# [To do]
Filter the entries for the word "signup". Copy each line in which it occurs.

Records from a data collection
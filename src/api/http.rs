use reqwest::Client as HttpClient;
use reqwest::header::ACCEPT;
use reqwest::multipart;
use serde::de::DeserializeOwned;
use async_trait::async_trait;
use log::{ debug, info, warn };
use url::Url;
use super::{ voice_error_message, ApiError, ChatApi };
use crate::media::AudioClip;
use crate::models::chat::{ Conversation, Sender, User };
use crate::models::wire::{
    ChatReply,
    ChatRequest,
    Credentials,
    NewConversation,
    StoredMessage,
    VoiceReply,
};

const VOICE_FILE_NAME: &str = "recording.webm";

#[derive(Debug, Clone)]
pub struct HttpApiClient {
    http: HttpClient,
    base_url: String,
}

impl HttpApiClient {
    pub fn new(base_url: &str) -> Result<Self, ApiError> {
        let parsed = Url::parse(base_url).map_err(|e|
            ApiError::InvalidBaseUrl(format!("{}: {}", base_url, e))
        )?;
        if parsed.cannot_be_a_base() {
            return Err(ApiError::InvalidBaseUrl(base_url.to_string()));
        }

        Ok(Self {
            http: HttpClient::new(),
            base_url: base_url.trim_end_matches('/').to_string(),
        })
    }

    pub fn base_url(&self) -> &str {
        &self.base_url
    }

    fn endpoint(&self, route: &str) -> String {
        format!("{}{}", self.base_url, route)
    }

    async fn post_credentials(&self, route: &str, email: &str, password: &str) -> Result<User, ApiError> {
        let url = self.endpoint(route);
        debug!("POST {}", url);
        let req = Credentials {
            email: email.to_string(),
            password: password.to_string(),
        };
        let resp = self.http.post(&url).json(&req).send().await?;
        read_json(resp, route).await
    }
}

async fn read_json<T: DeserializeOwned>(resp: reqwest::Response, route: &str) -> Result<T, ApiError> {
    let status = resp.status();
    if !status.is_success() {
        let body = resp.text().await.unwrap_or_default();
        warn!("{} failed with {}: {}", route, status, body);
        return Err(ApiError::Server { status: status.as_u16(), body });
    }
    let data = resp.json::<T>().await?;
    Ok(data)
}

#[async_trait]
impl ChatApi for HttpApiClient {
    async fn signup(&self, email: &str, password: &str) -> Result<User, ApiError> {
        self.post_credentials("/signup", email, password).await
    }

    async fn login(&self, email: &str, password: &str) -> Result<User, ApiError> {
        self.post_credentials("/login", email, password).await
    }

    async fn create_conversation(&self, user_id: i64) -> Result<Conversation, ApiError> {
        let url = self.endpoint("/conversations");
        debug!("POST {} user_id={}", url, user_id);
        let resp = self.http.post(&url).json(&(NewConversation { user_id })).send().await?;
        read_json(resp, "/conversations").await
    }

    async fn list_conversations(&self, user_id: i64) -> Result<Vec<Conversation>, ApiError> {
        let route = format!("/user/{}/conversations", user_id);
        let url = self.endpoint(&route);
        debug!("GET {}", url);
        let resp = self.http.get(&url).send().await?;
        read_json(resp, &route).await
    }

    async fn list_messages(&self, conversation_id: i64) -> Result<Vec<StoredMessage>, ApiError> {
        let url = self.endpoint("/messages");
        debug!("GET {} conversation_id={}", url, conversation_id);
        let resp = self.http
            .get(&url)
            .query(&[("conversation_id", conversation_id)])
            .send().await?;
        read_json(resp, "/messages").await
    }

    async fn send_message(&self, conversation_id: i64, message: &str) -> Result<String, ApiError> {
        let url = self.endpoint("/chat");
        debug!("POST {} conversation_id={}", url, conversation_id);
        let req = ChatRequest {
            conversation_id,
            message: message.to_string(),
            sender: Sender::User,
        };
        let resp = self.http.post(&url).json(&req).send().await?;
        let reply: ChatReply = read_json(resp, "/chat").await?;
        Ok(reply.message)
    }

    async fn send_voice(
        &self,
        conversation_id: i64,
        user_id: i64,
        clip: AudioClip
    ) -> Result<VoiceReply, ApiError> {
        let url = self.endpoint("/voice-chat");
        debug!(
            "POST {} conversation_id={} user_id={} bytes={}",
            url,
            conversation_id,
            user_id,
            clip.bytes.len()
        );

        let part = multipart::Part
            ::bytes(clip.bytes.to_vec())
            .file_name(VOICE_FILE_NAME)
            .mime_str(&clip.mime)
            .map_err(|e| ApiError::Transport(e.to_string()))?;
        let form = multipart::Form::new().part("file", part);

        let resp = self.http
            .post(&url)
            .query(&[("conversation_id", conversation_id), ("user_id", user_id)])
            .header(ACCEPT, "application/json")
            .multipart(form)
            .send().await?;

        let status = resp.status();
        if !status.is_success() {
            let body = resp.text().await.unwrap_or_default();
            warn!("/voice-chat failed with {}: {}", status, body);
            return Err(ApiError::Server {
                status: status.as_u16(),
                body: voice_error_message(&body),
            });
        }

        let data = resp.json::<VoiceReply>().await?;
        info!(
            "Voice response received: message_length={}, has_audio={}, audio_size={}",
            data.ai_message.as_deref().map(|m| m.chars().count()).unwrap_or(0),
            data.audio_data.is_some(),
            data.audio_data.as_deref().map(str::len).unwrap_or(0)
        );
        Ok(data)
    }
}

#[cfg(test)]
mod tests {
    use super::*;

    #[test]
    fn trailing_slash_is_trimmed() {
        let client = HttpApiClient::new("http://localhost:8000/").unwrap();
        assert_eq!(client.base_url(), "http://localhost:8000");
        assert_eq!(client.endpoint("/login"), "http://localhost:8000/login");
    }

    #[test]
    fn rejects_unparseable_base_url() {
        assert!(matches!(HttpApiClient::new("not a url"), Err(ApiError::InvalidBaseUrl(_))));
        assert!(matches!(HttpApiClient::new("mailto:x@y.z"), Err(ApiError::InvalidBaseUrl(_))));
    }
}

# [Completed exercise]
    async fn signup(&self, email: &str, password: &str) -> Result<User, ApiError> {
        self.post_credentials("/signup", email, password).await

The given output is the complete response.